Y todo eso que acontece dentro de mí mismo es posible ponerle orden. Esa es la buena noticia. No se trata de pelearse con lo que nos pasa. La clave está en aceptar, en dejarlo ser, dando nombre a lo que me sucede, a lo que siento, a lo que pienso. Una situación, como hemos visto, aparentemente neutral, sin intención alguna de provocar ningún tipo de daño, al revés, darme un empujón y agitarme, acaba generando un torrente de ideas y sentimientos muy diversos. ¿Qué me está pasando?, puedo preguntarme. ¿Qué me ha hecho, realmente, que me sintiera de esta manera? Ya hemos visto, que la irritación no era tanto por lo que me decía mi mujer, sino por lo que se me ocurría pensar de la situación y de mí mismo, “que si quiere decir que soy un vago”, “que si no aguanta más tiempo con un hombre así”, etc. Estos pensamientos que se disparan dentro de mí de manera automática son los que me hacen sentir vergüenza, miedo, frustración, y no ayudan.

Lo bueno de esta experiencia es que al poder ponerle nombre a las cosas y verlas de manera más objetiva y justa, somos capaces desde ofrecer un curso, sellar empanadillas, frotar con más fuerza un trapo o pasar la mopa, que a todo hay que entregarse para sabernos vivos de verdad.

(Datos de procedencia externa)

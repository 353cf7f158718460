//! Typed workflow inputs
//!
//! Text workflows take a JSON string. Structured workflows take a JSON object
//! whose missing fields fall back to defaults; `null` means all defaults.

use serde::de::DeserializeOwned;
use serde::Deserialize;
use serde_json::Value;

use crate::workflow::WorkflowError;

pub fn text_input(input: Value) -> Result<String, WorkflowError> {
    match input {
        Value::String(text) if !text.trim().is_empty() => Ok(text),
        Value::String(_) => Err(WorkflowError::InvalidInput(
            "expected a non-empty string".to_string(),
        )),
        other => Err(WorkflowError::InvalidInput(format!(
            "expected a string, got {}",
            json_type(&other)
        ))),
    }
}

pub fn structured_input<T: DeserializeOwned + Default>(input: Value) -> Result<T, WorkflowError> {
    match input {
        Value::Null => Ok(T::default()),
        Value::Object(_) => {
            serde_json::from_value(input).map_err(|e| WorkflowError::InvalidInput(e.to_string()))
        }
        other => Err(WorkflowError::InvalidInput(format!(
            "expected an object, got {}",
            json_type(&other)
        ))),
    }
}

fn json_type(value: &Value) -> &'static str {
    match value {
        Value::Null => "null",
        Value::Bool(_) => "a boolean",
        Value::Number(_) => "a number",
        Value::String(_) => "a string",
        Value::Array(_) => "an array",
        Value::Object(_) => "an object",
    }
}

/// Input of `code-development`
#[derive(Debug, Clone, PartialEq, Deserialize)]
#[serde(default)]
pub struct DevelopmentRequest {
    pub task: String,
    pub language: String,
    pub requirements: String,
}

impl Default for DevelopmentRequest {
    fn default() -> Self {
        Self {
            task: "Code development task".to_string(),
            language: "python".to_string(),
            requirements: "Standard best practices".to_string(),
        }
    }
}

/// Input of `project-orchestration`
#[derive(Debug, Clone, PartialEq, Deserialize)]
#[serde(default)]
pub struct ProjectRequest {
    pub description: String,
    #[serde(rename = "type")]
    pub project_type: String,
    pub priority: String,
}

impl Default for ProjectRequest {
    fn default() -> Self {
        Self {
            description: "Complex project".to_string(),
            project_type: "general".to_string(),
            priority: "medium".to_string(),
        }
    }
}

/// Input of `code-operation`
#[derive(Debug, Clone, PartialEq, Deserialize)]
#[serde(default)]
pub struct CodeRequest {
    pub operation: String,
    pub target: String,
    pub prompt: String,
}

impl Default for CodeRequest {
    fn default() -> Self {
        Self {
            operation: "analyze".to_string(),
            target: ".".to_string(),
            prompt: "Analyze and improve this code".to_string(),
        }
    }
}
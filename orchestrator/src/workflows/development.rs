//! `code-development`: architect, developer and tester in parallel, reviewed
//! by a fan-in agent

use async_trait::async_trait;
use serde_json::Value;
use vira_agent::{Agent, FailureKind, RequestParams};

use super::input::{structured_input, DevelopmentRequest};
use crate::context::WorkflowContext;
use crate::parallel::{ParallelAggregator, ParallelTaskSet};
use crate::prompts::{ARCHITECT_PROMPT, DEVELOPER_PROMPT, REVIEWER_PROMPT, TESTER_PROMPT};
use crate::result::WorkflowResult;
use crate::workflow::Workflow;

pub const NAME: &str = "code-development";

pub struct CodeDevelopmentWorkflow;

impl CodeDevelopmentWorkflow {
    fn task_set(ctx: &WorkflowContext, request: &DevelopmentRequest) -> ParallelTaskSet {
        let specialists = [
            ("architect", ARCHITECT_PROMPT),
            ("developer", DEVELOPER_PROMPT),
            ("tester", TESTER_PROMPT),
        ]
        .map(|(name, instruction)| {
            Agent::new(name, instruction).scope_to(&ctx.capabilities, &["filesystem"])
        });

        ParallelTaskSet::broadcast(
            &development_prompt(request),
            specialists,
            Agent::new("reviewer", REVIEWER_PROMPT),
        )
    }
}

fn development_prompt(request: &DevelopmentRequest) -> String {
    format!(
        "Development task: {}\n\
         Language: {}\n\
         Requirements: {}\n\n\
         The architect designs the architecture and technical specification, \
         the developer implements it, the tester writes the tests and QA strategy, \
         and the reviewer consolidates the final solution.\n\
         Contribute your part of a complete, production-ready solution.",
        request.task, request.language, request.requirements
    )
}

#[async_trait]
impl Workflow for CodeDevelopmentWorkflow {
    fn name(&self) -> &str {
        NAME
    }

    fn description(&self) -> &str {
        "Parallel architecture, implementation and testing, consolidated by a reviewer"
    }

    async fn run(&self, ctx: &WorkflowContext, input: Value) -> WorkflowResult {
        let request: DevelopmentRequest = match structured_input(input) {
            Ok(request) => request,
            Err(e) => return WorkflowResult::failure(FailureKind::InvalidInput, e.to_string()),
        };
        tracing::info!("Code development: {} in {}", request.task, request.language);

        ctx.grant_workspace("filesystem");
        let tasks = Self::task_set(ctx, &request);

        ParallelAggregator::new(ctx)
            .run(&tasks, &RequestParams::default())
            .await
    }
}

Enrique Delgado Amador: psicólogo, máster en Counselling y socio de ACHE

Este texto es un botón de muestra del primer libro de Enrique Delgado, Hombres de cuidados, publicado por la editorial San Pablo.  Una narración con la que nos cuenta su experiencia como padre que, tras quedarse en paro, pasa a ocuparse de las tareas domésticas y del cuidado de la familia. Un  proceso transformador y liberador, según él,  que le ayudó “a encontrar nuevos significados tanto en la esfera personal, social como espiritual” a través de las luces y sombras en cuestiones muy cotidianas.

Un contenido enfocado al conocimiento personal con el que algunos lectores puedan sentirse identificados e, incluso, sentirse acompañados.